- WHAT NEEDS TO BE DONE
Every entry, exactly as given, must be retyped.
[[ SUPPLIED INFORMATION, beginning ]]
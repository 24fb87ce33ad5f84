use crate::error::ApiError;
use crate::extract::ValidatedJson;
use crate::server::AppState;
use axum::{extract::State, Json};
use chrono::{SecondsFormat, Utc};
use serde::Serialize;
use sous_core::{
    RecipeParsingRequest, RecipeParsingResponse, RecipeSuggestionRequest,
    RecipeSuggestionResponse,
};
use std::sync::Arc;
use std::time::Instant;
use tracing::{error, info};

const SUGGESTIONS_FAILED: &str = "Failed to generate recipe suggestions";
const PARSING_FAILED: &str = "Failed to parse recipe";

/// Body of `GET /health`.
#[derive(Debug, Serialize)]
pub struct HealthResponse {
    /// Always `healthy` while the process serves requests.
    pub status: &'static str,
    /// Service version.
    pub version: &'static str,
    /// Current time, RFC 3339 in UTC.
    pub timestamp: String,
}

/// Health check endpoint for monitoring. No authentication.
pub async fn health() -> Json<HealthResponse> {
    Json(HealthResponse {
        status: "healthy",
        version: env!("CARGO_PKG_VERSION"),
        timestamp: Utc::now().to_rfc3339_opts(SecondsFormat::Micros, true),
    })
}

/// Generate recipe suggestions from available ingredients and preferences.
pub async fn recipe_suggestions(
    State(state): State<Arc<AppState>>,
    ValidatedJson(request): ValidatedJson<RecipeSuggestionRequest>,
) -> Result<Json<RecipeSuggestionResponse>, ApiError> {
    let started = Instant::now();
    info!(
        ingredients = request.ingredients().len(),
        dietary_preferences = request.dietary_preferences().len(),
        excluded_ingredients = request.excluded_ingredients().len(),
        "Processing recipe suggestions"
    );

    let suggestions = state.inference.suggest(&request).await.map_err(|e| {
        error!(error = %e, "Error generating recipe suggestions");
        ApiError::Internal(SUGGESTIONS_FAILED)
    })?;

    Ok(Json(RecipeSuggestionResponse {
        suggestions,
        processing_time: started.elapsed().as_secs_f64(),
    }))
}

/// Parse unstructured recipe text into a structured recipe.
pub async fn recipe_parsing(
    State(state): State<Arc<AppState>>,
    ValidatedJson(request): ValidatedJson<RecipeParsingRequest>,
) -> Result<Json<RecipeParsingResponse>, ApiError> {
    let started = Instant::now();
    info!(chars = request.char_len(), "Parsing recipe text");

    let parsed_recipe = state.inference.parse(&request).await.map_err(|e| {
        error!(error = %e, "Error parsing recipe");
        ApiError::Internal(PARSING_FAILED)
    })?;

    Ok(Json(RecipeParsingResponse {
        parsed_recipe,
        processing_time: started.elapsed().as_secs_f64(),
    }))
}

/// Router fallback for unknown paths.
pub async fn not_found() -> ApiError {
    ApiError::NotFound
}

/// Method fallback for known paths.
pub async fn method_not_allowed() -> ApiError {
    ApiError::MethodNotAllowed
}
[[ SUPPLIED INFORMATION, end ]]
- WRITTEN RESPONSE
repository 24fb87ce33ad5f84
use crate::error::ApiError;
use crate::extract::ValidatedJson;
use crate::server::AppState;
use axum::{extract::State, Json};
use chrono::{SecondsFormat, Utc};
use serde::Serialize;
use sous_core::{
    RecipeParsingRequest, RecipeParsingResponse, RecipeSuggestionRequest,
    RecipeSuggestionResponse,
};
use std::sync::Arc;
use std::time::Instant;
use tracing::{error, info};

const SUGGESTIONS_FAILED: &str = "Failed to generate recipe suggestions";
const PARSING_FAILED: &str = "Failed to parse recipe";

/// Body of `GET /health`.
#[derive(Debug, Serialize)]
pub struct HealthResponse {
    /// Always `healthy` while the process serves requests.
    pub status: &'static str,
    /// Service version.
    pub version: &'static str,
    /// Current time, RFC 3339 in UTC.
    pub timestamp: String,
}

/// Health check endpoint for monitoring. No authentication.
pub async fn health() -> Json<HealthResponse> {
    Json(HealthResponse {
        status: "healthy",
        version: env!("CARGO_PKG_VERSION"),
        timestamp: Utc::now().to_rfc3339_opts(SecondsFormat::Micros, true),
    })
}

/// Generate recipe suggestions from available ingredients and preferences.
pub async fn recipe_suggestions(
    State(state): State<Arc<AppState>>,
    ValidatedJson(request): ValidatedJson<RecipeSuggestionRequest>,
) -> Result<Json<RecipeSuggestionResponse>, ApiError> {
    let started = Instant::now();
    info!(
        ingredients = request.ingredients().len(),
        dietary_preferences = request.dietary_preferences().len(),
        excluded_ingredients = request.excluded_ingredients().len(),
        "Processing recipe suggestions"
    );

    let suggestions = state.inference.suggest(&request).await.map_err(|e| {
        error!(error = %e, "Error generating recipe suggestions");
        ApiError::Internal(SUGGESTIONS_FAILED)
    })?;

    Ok(Json(RecipeSuggestionResponse {
        suggestions,
        processing_time: started.elapsed().as_secs_f64(),
    }))
}

/// Parse unstructured recipe text into a structured recipe.
pub async fn recipe_parsing(
    State(state): State<Arc<AppState>>,
    ValidatedJson(request): ValidatedJson<RecipeParsingRequest>,
) -> Result<Json<RecipeParsingResponse>, ApiError> {
    let started = Instant::now();
    info!(chars = request.char_len(), "Parsing recipe text");

    let parsed_recipe = state.inference.parse(&request).await.map_err(|e| {
        error!(error = %e, "Error parsing recipe");
        ApiError::Internal(PARSING_FAILED)
    })?;

    Ok(Json(RecipeParsingResponse {
        parsed_recipe,
        processing_time: started.elapsed().as_secs_f64(),
    }))
}

/// Router fallback for unknown paths.
pub async fn not_found() -> ApiError {
    ApiError::NotFound
}

/// Method fallback for known paths.
pub async fn method_not_allowed() -> ApiError {
    ApiError::MethodNotAllowed
}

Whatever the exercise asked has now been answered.